== PROMPT ==
The string "impl" appears in some lines of the entries that follow; copy each such line.

== INPUT DATA ==
=-=-=-=-=

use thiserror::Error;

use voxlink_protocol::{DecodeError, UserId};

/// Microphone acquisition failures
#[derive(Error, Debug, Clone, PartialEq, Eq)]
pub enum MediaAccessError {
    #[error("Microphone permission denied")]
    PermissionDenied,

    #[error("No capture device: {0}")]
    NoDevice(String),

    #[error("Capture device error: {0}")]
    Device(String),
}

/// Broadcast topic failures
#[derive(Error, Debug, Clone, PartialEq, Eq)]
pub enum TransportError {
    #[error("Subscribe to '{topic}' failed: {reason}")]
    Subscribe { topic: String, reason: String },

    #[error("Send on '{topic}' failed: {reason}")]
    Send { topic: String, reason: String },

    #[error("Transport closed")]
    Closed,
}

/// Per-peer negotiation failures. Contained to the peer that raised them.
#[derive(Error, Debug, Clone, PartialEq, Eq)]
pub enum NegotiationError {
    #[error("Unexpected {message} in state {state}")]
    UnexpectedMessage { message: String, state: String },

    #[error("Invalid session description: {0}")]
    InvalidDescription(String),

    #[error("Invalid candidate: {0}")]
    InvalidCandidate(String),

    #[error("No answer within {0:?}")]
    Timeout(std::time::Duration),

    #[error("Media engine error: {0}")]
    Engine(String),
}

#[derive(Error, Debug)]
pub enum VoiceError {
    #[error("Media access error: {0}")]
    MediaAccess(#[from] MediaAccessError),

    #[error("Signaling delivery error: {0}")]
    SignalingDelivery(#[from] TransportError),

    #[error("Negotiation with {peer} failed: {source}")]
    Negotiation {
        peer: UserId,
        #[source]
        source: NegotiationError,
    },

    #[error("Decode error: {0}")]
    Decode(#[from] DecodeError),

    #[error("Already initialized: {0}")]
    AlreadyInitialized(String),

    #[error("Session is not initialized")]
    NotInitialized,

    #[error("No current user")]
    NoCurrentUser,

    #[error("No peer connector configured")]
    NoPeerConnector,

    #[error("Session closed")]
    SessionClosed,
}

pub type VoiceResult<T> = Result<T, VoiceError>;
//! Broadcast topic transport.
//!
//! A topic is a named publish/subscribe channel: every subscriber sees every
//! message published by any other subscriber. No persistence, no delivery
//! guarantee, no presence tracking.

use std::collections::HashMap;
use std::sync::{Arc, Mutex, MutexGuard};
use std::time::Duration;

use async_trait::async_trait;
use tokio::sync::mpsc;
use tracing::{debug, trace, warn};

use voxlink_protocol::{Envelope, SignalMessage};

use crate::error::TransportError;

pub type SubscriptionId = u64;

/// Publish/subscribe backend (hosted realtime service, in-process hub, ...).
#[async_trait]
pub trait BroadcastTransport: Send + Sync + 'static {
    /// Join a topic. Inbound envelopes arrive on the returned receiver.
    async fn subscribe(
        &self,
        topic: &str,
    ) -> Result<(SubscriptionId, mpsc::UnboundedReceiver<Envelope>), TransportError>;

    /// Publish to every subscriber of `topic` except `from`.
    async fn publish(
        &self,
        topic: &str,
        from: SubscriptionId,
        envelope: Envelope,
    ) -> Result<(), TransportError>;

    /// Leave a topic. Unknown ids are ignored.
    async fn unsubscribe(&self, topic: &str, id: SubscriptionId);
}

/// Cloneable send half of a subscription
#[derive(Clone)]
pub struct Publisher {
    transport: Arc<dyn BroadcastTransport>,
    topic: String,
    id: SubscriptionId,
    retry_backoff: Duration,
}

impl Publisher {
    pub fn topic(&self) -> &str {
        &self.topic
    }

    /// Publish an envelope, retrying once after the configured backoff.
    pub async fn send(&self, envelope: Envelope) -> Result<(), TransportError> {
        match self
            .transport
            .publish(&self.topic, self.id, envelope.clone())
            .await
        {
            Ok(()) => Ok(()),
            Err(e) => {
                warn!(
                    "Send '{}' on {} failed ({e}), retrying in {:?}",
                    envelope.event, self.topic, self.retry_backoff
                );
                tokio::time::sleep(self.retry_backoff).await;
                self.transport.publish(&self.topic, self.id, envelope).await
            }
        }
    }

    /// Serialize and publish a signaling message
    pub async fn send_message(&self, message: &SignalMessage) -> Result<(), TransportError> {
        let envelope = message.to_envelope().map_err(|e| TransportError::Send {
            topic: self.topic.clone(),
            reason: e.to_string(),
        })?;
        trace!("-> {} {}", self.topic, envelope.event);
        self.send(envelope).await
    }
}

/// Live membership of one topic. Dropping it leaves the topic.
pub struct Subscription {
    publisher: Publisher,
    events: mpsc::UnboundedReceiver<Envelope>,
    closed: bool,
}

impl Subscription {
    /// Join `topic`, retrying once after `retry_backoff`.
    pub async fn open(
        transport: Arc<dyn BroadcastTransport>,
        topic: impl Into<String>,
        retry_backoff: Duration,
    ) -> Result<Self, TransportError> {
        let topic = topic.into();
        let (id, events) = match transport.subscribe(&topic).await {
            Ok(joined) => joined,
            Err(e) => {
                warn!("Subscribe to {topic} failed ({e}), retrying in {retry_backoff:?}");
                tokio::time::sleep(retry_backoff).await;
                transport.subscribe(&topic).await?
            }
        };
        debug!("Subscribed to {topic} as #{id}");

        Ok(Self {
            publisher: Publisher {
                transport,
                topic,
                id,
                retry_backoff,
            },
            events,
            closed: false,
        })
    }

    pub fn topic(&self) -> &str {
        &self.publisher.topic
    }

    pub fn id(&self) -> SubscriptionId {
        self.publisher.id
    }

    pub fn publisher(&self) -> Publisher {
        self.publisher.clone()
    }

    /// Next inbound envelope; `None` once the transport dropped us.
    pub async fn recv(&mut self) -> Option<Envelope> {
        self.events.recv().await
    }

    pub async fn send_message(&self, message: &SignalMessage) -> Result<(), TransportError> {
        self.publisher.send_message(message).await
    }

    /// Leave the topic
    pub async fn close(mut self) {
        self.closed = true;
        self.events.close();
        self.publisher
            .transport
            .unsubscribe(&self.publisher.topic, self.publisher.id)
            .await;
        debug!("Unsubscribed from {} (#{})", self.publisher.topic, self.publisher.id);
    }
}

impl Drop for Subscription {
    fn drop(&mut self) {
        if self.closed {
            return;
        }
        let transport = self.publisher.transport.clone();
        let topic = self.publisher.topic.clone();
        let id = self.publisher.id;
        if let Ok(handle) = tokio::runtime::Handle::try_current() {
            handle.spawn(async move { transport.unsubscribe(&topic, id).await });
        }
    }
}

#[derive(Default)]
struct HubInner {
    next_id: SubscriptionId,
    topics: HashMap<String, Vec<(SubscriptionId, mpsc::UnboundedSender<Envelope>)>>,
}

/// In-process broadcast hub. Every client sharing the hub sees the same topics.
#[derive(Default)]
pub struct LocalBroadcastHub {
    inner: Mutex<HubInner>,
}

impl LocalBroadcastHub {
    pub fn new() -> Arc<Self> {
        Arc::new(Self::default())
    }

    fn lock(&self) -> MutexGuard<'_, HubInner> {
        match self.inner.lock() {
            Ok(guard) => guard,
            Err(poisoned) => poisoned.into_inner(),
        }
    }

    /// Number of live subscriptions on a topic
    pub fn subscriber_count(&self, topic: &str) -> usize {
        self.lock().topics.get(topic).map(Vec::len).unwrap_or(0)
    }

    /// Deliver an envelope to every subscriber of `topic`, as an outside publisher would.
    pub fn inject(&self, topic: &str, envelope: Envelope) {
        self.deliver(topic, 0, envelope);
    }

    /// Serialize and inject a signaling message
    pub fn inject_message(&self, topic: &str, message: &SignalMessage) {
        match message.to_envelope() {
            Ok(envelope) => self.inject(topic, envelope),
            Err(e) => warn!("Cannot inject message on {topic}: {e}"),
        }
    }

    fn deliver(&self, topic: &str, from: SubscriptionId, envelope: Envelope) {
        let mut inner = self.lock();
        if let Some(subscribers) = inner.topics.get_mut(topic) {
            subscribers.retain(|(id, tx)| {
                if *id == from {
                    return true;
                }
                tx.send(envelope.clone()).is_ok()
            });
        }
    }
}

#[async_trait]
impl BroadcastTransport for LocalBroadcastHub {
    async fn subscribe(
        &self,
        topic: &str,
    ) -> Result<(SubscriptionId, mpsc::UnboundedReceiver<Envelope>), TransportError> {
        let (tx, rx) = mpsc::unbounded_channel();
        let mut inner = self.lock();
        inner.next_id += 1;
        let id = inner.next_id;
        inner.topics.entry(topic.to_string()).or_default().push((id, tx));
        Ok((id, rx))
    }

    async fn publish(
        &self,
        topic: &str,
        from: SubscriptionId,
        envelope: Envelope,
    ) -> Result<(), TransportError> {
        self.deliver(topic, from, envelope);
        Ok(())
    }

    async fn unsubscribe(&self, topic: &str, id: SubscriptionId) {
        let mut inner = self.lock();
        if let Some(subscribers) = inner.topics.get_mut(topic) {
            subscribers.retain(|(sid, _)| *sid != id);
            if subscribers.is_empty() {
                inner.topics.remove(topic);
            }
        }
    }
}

=-=-=-=-=

== YOUR SOLUTION ==
impl Publisher {
impl Subscription {
        topic: impl Into<String>,
impl Drop for Subscription {
impl LocalBroadcastHub {
impl BroadcastTransport for LocalBroadcastHub {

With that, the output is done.